■ Task goal: Look through the data below and return each line where "Lists" appears.

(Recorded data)
□ □ □

use std::collections::HashMap;
use std::sync::Arc;

use async_trait::async_trait;
use palisade_core::{AppError, AppResult, IdentityClaims, TenantContext, TenantId};
use palisade_domain::UserId;
use proptest::prelude::*;
use tokio::sync::Mutex;

use crate::{UserDirectory, UserTenantLookup};

use super::{TenantResolution, TenantResolutionService, TenantResolutionSettings};

#[derive(Default)]
struct FakeUserDirectory {
    tenants_by_subject: HashMap<String, String>,
    unavailable: bool,
    lookups: Mutex<Vec<String>>,
}

impl FakeUserDirectory {
    fn with_user(subject: &str, tenant_id: &str) -> Self {
        Self {
            tenants_by_subject: HashMap::from([(subject.to_owned(), tenant_id.to_owned())]),
            ..Self::default()
        }
    }

    fn unavailable() -> Self {
        Self {
            unavailable: true,
            ..Self::default()
        }
    }
}

#[async_trait]
impl UserDirectory for FakeUserDirectory {
    async fn lookup_tenant_by_subject(
        &self,
        subject: &str,
    ) -> AppResult<Option<UserTenantLookup>> {
        self.lookups.lock().await.push(subject.to_owned());

        if self.unavailable {
            return Err(AppError::Internal("directory unavailable".to_owned()));
        }

        let Some(tenant_id) = self.tenants_by_subject.get(subject) else {
            return Ok(None);
        };

        Ok(Some(UserTenantLookup {
            user_id: UserId::new(),
            tenant_id: TenantId::new(tenant_id.as_str())?,
        }))
    }
}

fn service(directory: Arc<FakeUserDirectory>) -> TenantResolutionService {
    TenantResolutionService::new(TenantResolutionSettings::default(), directory)
}

fn resolved(value: &str) -> TenantResolution {
    TenantResolution::Resolved(TenantId::new(value).unwrap_or_else(|_| unreachable!()))
}

#[tokio::test]
async fn primary_claim_resolves_without_lookup() {
    let directory = Arc::new(FakeUserDirectory::with_user("sub-123", "tenant-bbb"));
    let service = service(directory.clone());
    let claims = IdentityClaims::from_pairs([("sub", "sub-123"), ("tenant_id", "tenant-aaa")]);

    let resolution = service.resolve("/api/todos", Some(&claims)).await;

    assert_eq!(
        resolution.unwrap_or_else(|_| unreachable!()),
        resolved("tenant-aaa")
    );
    assert!(directory.lookups.lock().await.is_empty());
}

#[tokio::test]
async fn alternate_claim_is_used_when_primary_is_blank() {
    let directory = Arc::new(FakeUserDirectory::default());
    let service = service(directory.clone());
    let claims = IdentityClaims::from_pairs([
        ("sub", "sub-123"),
        ("tenant_id", " "),
        ("tid", "tenant-alt"),
    ]);

    let resolution = service.resolve("/api/todos", Some(&claims)).await;

    assert_eq!(
        resolution.unwrap_or_else(|_| unreachable!()),
        resolved("tenant-alt")
    );
    assert!(directory.lookups.lock().await.is_empty());
}

#[tokio::test]
async fn subject_lookup_is_the_fallback() {
    let directory = Arc::new(FakeUserDirectory::with_user("sub-123", "tenant-bbb"));
    let service = service(directory.clone());
    let claims = IdentityClaims::from_pairs([("sub", "sub-123")]);

    let resolution = service.resolve("/api/users", Some(&claims)).await;

    assert_eq!(
        resolution.unwrap_or_else(|_| unreachable!()),
        resolved("tenant-bbb")
    );
    assert_eq!(directory.lookups.lock().await.as_slice(), ["sub-123"]);
}

#[tokio::test]
async fn unknown_subject_fails_with_tenant_claim_missing() {
    let service = service(Arc::new(FakeUserDirectory::default()));
    let claims = IdentityClaims::from_pairs([("sub", "sub-unknown")]);

    let resolution = service.resolve("/api/users", Some(&claims)).await;

    assert!(matches!(resolution, Err(AppError::TenantClaimMissing(_))));
}

#[tokio::test]
async fn directory_failure_is_treated_as_not_found() {
    let directory = Arc::new(FakeUserDirectory::unavailable());
    let service = service(directory.clone());
    let claims = IdentityClaims::from_pairs([("sub", "sub-123")]);

    let resolution = service.resolve("/api/users", Some(&claims)).await;

    assert!(matches!(resolution, Err(AppError::TenantClaimMissing(_))));
    assert_eq!(directory.lookups.lock().await.len(), 1);
}

#[tokio::test]
async fn claims_without_subject_skip_the_lookup() {
    let directory = Arc::new(FakeUserDirectory::default());
    let service = service(directory.clone());
    let claims = IdentityClaims::from_pairs([("email", "a@example.com")]);

    let resolution = service.resolve("/api/users", Some(&claims)).await;

    assert!(matches!(resolution, Err(AppError::TenantClaimMissing(_))));
    assert!(directory.lookups.lock().await.is_empty());
}

#[tokio::test]
async fn unauthenticated_request_is_rejected_and_context_stays_empty() {
    let service = service(Arc::new(FakeUserDirectory::default()));
    let context = TenantContext::new();

    let resolution = service.resolve_into("/api/todos", None, &context).await;

    assert!(matches!(
        resolution,
        Err(AppError::AuthenticationRequired(_))
    ));
    assert!(!context.is_set());
}

#[tokio::test]
async fn bypassed_path_never_consults_claims_or_directory() {
    let directory = Arc::new(FakeUserDirectory::with_user("sub-123", "tenant-bbb"));
    let service = service(directory.clone());
    let context = TenantContext::new();
    let claims = IdentityClaims::from_pairs([("sub", "sub-123")]);

    let resolution = service
        .resolve_into("/HEALTH/ready", Some(&claims), &context)
        .await;

    assert_eq!(
        resolution.unwrap_or_else(|_| unreachable!()),
        TenantResolution::Bypassed
    );
    assert!(!context.is_set());
    assert!(directory.lookups.lock().await.is_empty());
}

#[tokio::test]
async fn resolve_into_binds_the_context() {
    let service = service(Arc::new(FakeUserDirectory::default()));
    let context = TenantContext::new();
    let claims = IdentityClaims::from_pairs([("tenant_id", "tenant-aaa")]);

    let resolution = service
        .resolve_into("/api/todos", Some(&claims), &context)
        .await;

    assert!(resolution.is_ok());
    assert_eq!(
        context.tenant_id().map(TenantId::as_str),
        Some("tenant-aaa")
    );
}

#[tokio::test]
async fn resolving_twice_yields_the_same_tenant() {
    let service = service(Arc::new(FakeUserDirectory::with_user(
        "sub-123",
        "tenant-bbb",
    )));
    let context = TenantContext::new();
    let claims = IdentityClaims::from_pairs([("sub", "sub-123")]);

    let first = service
        .resolve_into("/api/users", Some(&claims), &context)
        .await;
    let second = service
        .resolve_into("/api/users", Some(&claims), &context)
        .await;

    assert!(first.is_ok());
    assert_eq!(
        first.unwrap_or_else(|_| unreachable!()),
        second.unwrap_or_else(|_| unreachable!())
    );
}

#[tokio::test]
async fn custom_claim_names_are_honoured() {
    let settings = TenantResolutionSettings::new("org", "organization");
    let service = TenantResolutionService::new(settings, Arc::new(FakeUserDirectory::default()));
    let claims = IdentityClaims::from_pairs([("tenant_id", "ignored"), ("organization", "org-1")]);

    let resolution = service.resolve("/api/todos", Some(&claims)).await;

    assert_eq!(
        resolution.unwrap_or_else(|_| unreachable!()),
        resolved("org-1")
    );
}

#[test]
fn static_assets_are_exempt_only_outside_api() {
    let settings = TenantResolutionSettings::default();

    assert!(settings.is_bypassed("/assets/app.JS"));
    assert!(settings.is_bypassed("/fonts/inter.woff2"));
    assert!(!settings.is_bypassed("/api/reports/export.css"));
    assert!(!settings.is_bypassed("/API/logo.png"));
    assert!(settings.is_bypassed("/apidocs/logo.png"));
    assert!(!settings.is_bypassed("/assets/.css"));
}

#[test]
fn bypass_prefixes_stop_at_segment_boundaries() {
    let settings = TenantResolutionSettings::default();

    assert!(!settings.is_bypassed("/api/testimonials"));
    assert!(!settings.is_bypassed("/api/systems/tenants"));
    assert!(!settings.is_bypassed("/healthcare/records"));
    assert!(!settings.is_bypassed("/api/webhooksecrets"));
    assert!(settings.is_bypassed("/health"));
    assert!(settings.is_bypassed("/health/rls"));
    assert!(settings.is_bypassed("/api/webhooks/stripe"));
    assert!(settings.is_bypassed("/swagger/index.html"));
    assert!(settings.is_bypassed("/swagger.json"));
    assert!(settings.is_bypassed("/favicon.ico"));
}

#[tokio::test]
async fn similar_prefixed_route_still_requires_identity() {
    let service = service(Arc::new(FakeUserDirectory::default()));

    let resolution = service.resolve("/api/testimonials", None).await;

    assert!(matches!(
        resolution,
        Err(AppError::AuthenticationRequired(_))
    ));
}

#[tokio::test]
async fn operator_path_accepts_claims_without_tenant() {
    let directory = Arc::new(FakeUserDirectory::default());
    let service = service(directory.clone());
    let claims = IdentityClaims::from_pairs([("sub", "operator-1")]);

    let resolution = service
        .resolve("/api/admin/tenants/tenant-ccc/users", Some(&claims))
        .await;

    assert_eq!(
        resolution.unwrap_or_else(|_| unreachable!()),
        TenantResolution::Unscoped
    );
    assert_eq!(directory.lookups.lock().await.as_slice(), ["operator-1"]);
}

#[tokio::test]
async fn operator_path_keeps_a_resolvable_tenant() {
    let service = service(Arc::new(FakeUserDirectory::default()));
    let claims = IdentityClaims::from_pairs([("sub", "operator-1"), ("tenant_id", "tenant-ops")]);
    let context = TenantContext::new();

    let resolution = service
        .resolve_into("/api/admin/audit-events", Some(&claims), &context)
        .await;

    assert_eq!(
        resolution.unwrap_or_else(|_| unreachable!()),
        resolved("tenant-ops")
    );
    assert!(context.is_set());
}

#[tokio::test]
async fn operator_path_still_requires_identity() {
    let service = service(Arc::new(FakeUserDirectory::default()));
    let context = TenantContext::new();

    let resolution = service
        .resolve_into("/api/admin/audit-events", None, &context)
        .await;

    assert!(matches!(
        resolution,
        Err(AppError::AuthenticationRequired(_))
    ));
    assert!(!context.is_set());
}

#[test]
fn operator_prefixes_do_not_widen_to_similar_routes() {
    let settings = TenantResolutionSettings::default().with_operator_prefixes(["/api/ops", " "]);

    assert!(settings.is_operator_path("/api/admin/audit-events"));
    assert!(settings.is_operator_path("/API/Admin"));
    assert!(settings.is_operator_path("/api/ops/jobs"));
    assert!(!settings.is_operator_path("/api/administrators"));
    assert!(!settings.is_operator_path("/api/todos"));
    assert!(!settings.operator_prefixes().iter().any(String::is_empty));
}

#[test]
fn extra_bypass_prefixes_are_added() {
    let settings = TenantResolutionSettings::default().with_bypass_prefixes(["/metrics", "  "]);

    assert!(settings.is_bypassed("/metrics/prometheus"));
    assert!(!settings.is_bypassed("/api/todos"));
    assert!(!settings.bypass_prefixes().iter().any(String::is_empty));
}

proptest! {
    #[test]
    fn default_prefixes_match_any_case_and_suffix(
        prefix_index in 0_usize..10,
        upper in proptest::collection::vec(any::<bool>(), 32),
        suffix in "(/[a-z0-9]{0,8}){0,2}",
    ) {
        let settings = TenantResolutionSettings::default();
        let prefix = settings.bypass_prefixes()[prefix_index].clone();
        let cased: String = prefix
            .chars()
            .zip(upper.iter().cycle())
            .map(|(character, upper)| {
                if *upper {
                    character.to_ascii_uppercase()
                } else {
                    character
                }
            })
            .collect();

        let path = format!("{cased}{suffix}");
        prop_assert!(settings.is_bypassed(&path));
    }

    #[test]
    fn tenant_api_paths_are_never_bypassed(segment in "[a-z]{1,12}") {
        prop_assume!(!["webhooks", "system", "test"].contains(&segment.as_str()));
        let settings = TenantResolutionSettings::default();

        let path = format!("/api/{segment}");
        prop_assert!(!settings.is_bypassed(&path));
    }
}
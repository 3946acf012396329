use std::fmt::{Display, Formatter};

use palisade_core::TenantId;
use serde::{Deserialize, Serialize};

use crate::{TenantUser, TodoItem};

/// Capability of a persisted record owned by exactly one tenant.
///
/// The owning tenant is assigned when the record is created and ordinary code
/// has no way to reassign it.
pub trait TenantScoped {
    /// Stable entity type label used in diagnostics and error payloads.
    fn entity_type(&self) -> &'static str;

    /// Tenant that owns this record.
    fn tenant_id(&self) -> &TenantId;
}

/// Change state of an entity tracked by a unit of work.
#[derive(Debug, Clone, Copy, PartialEq, Eq, Hash, Serialize, Deserialize)]
#[serde(rename_all = "snake_case")]
pub enum EntityState {
    /// New row to be inserted.
    Added,
    /// Existing row to be updated.
    Modified,
    /// Existing row to be removed.
    Deleted,
}

impl EntityState {
    /// Returns a stable label for this state.
    #[must_use]
    pub fn as_str(&self) -> &'static str {
        match self {
            Self::Added => "added",
            Self::Modified => "modified",
            Self::Deleted => "deleted",
        }
    }

    /// Returns whether the change targets a row that already exists.
    #[must_use]
    pub fn touches_existing_row(&self) -> bool {
        matches!(self, Self::Modified | Self::Deleted)
    }
}

impl Display for EntityState {
    fn fmt(&self, formatter: &mut Formatter<'_>) -> std::fmt::Result {
        formatter.write_str(self.as_str())
    }
}

/// Closed set of tenant-scoped records a unit of work can persist.
#[derive(Debug, Clone, PartialEq, Eq, Serialize, Deserialize)]
#[serde(tag = "kind", rename_all = "snake_case")]
pub enum TenantRecord {
    /// A tenant user.
    User(TenantUser),
    /// A todo item.
    Todo(TodoItem),
}

impl TenantRecord {
    fn as_scoped(&self) -> &dyn TenantScoped {
        match self {
            Self::User(user) => user,
            Self::Todo(todo) => todo,
        }
    }
}

impl TenantScoped for TenantRecord {
    fn entity_type(&self) -> &'static str {
        self.as_scoped().entity_type()
    }

    fn tenant_id(&self) -> &TenantId {
        self.as_scoped().tenant_id()
    }
}

impl From<TenantUser> for TenantRecord {
    fn from(value: TenantUser) -> Self {
        Self::User(value)
    }
}

impl From<TodoItem> for TenantRecord {
    fn from(value: TodoItem) -> Self {
        Self::Todo(value)
    }
}

#[cfg(test)]
mod tests {
    use palisade_core::TenantId;

    use super::{EntityState, TenantRecord, TenantScoped};
    use crate::TodoItem;

    #[test]
    fn only_modified_and_deleted_touch_existing_rows() {
        assert!(!EntityState::Added.touches_existing_row());
        assert!(EntityState::Modified.touches_existing_row());
        assert!(EntityState::Deleted.touches_existing_row());
    }

    #[test]
    fn record_delegates_to_wrapped_entity() {
        let tenant_id = TenantId::new("tenant-aaa").unwrap_or_else(|_| unreachable!());
        let todo = TodoItem::new(tenant_id, "Ship it").unwrap_or_else(|_| unreachable!());
        let record = TenantRecord::from(todo);

        assert_eq!(record.entity_type(), "todo");
        assert_eq!(record.tenant_id().as_str(), "tenant-aaa");
    }
}
//! Palisade API composition root.

#![forbid(unsafe_code)]

mod api_config;
mod api_router;
mod api_services;
mod auth;
mod dto;
mod error;
mod handlers;
mod middleware;
mod state;

use palisade_core::AppError;
use palisade_infrastructure::RowLevelSecurityHealthCheck;
use tracing::info;

use crate::api_config::{ApiConfig, init_tracing};
use crate::api_router::build_router;
use crate::api_services::{build_app_state, connect_and_migrate};

#[tokio::main]
async fn main() -> Result<(), AppError> {
    dotenvy::dotenv().ok();
    init_tracing();

    let config = ApiConfig::load()?;
    let pool =
        connect_and_migrate(&config.database_url, config.database_max_connections).await?;

    if config.migrate_only {
        info!("database migrations applied successfully");
        return Ok(());
    }

    if config.rls_startup_check {
        let health = RowLevelSecurityHealthCheck::new(pool.clone()).check().await;
        if !health.is_healthy() {
            return Err(AppError::Internal(format!(
                "refusing to start with {} row-level security: {}",
                health.status(),
                health.detail()
            )));
        }
    }

    let app_state = build_app_state(&config, pool);
    let app = build_router(app_state, &config.frontend_url)?;

    let address = config.socket_address()?;
    let listener = tokio::net::TcpListener::bind(address)
        .await
        .map_err(|error| AppError::Internal(format!("failed to bind listener: {error}")))?;

    info!(%address, "palisade-api listening");

    axum::serve(listener, app)
        .await
        .map_err(|error| AppError::Internal(format!("api server error: {error}")))
}
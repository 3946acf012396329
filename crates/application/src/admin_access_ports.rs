use async_trait::async_trait;
use chrono::{DateTime, Utc};
use palisade_core::{AppResult, TenantId};
use palisade_domain::{AdminAccessAuditEvent, TenantUser, TodoItem};

/// Port for operator role membership checks.
#[async_trait]
pub trait RoleService: Send + Sync {
    /// Returns whether `actor_id` holds `role_name`.
    async fn is_in_role(&self, actor_id: &str, role_name: &str) -> AppResult<bool>;
}

/// Filters for listing administrative access audit events.
#[derive(Debug, Clone, PartialEq, Eq)]
pub struct AdminAuditQuery {
    /// Only events targeting this tenant.
    pub target_tenant_id: Option<TenantId>,
    /// Only events by this operator.
    pub admin_user_id: Option<String>,
    /// Inclusive lower bound on `occurred_at`.
    pub from: Option<DateTime<Utc>>,
    /// Exclusive upper bound on `occurred_at`.
    pub to: Option<DateTime<Utc>>,
    /// Maximum rows returned.
    pub limit: usize,
    /// Number of rows skipped for offset pagination.
    pub offset: usize,
}

impl AdminAuditQuery {
    /// Default page size.
    pub const DEFAULT_LIMIT: usize = 50;
    /// Largest accepted page size.
    pub const MAX_LIMIT: usize = 500;

    /// Returns the query with `limit` clamped to `1..=MAX_LIMIT`.
    #[must_use]
    pub fn normalized(self) -> Self {
        Self {
            limit: self.limit.clamp(1, Self::MAX_LIMIT),
            ..self
        }
    }
}

impl Default for AdminAuditQuery {
    fn default() -> Self {
        Self {
            target_tenant_id: None,
            admin_user_id: None,
            from: None,
            to: None,
            limit: Self::DEFAULT_LIMIT,
            offset: 0,
        }
    }
}

/// Append-only store for administrative access audit events.
///
/// The log is global and never filtered by tenant row-level security.
#[async_trait]
pub trait AdminAuditRepository: Send + Sync {
    /// Appends one immutable event.
    async fn append_event(&self, event: AdminAccessAuditEvent) -> AppResult<()>;

    /// Lists events newest first.
    async fn list_events(&self, query: AdminAuditQuery) -> AppResult<Vec<AdminAccessAuditEvent>>;
}

/// Read-only storage access for an explicitly named tenant.
///
/// Implementations ignore any request tenant context and never expose write
/// operations.
#[async_trait]
pub trait ReadOnlyTenantStore: Send + Sync {
    /// Lists users of `tenant_id`.
    async fn list_users(&self, tenant_id: &TenantId) -> AppResult<Vec<TenantUser>>;

    /// Lists todos of `tenant_id`.
    async fn list_todos(&self, tenant_id: &TenantId) -> AppResult<Vec<TodoItem>>;
}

□ □ □

■ Your response:
    /// Lists events newest first.
    /// Lists users of `tenant_id`.
    /// Lists todos of `tenant_id`.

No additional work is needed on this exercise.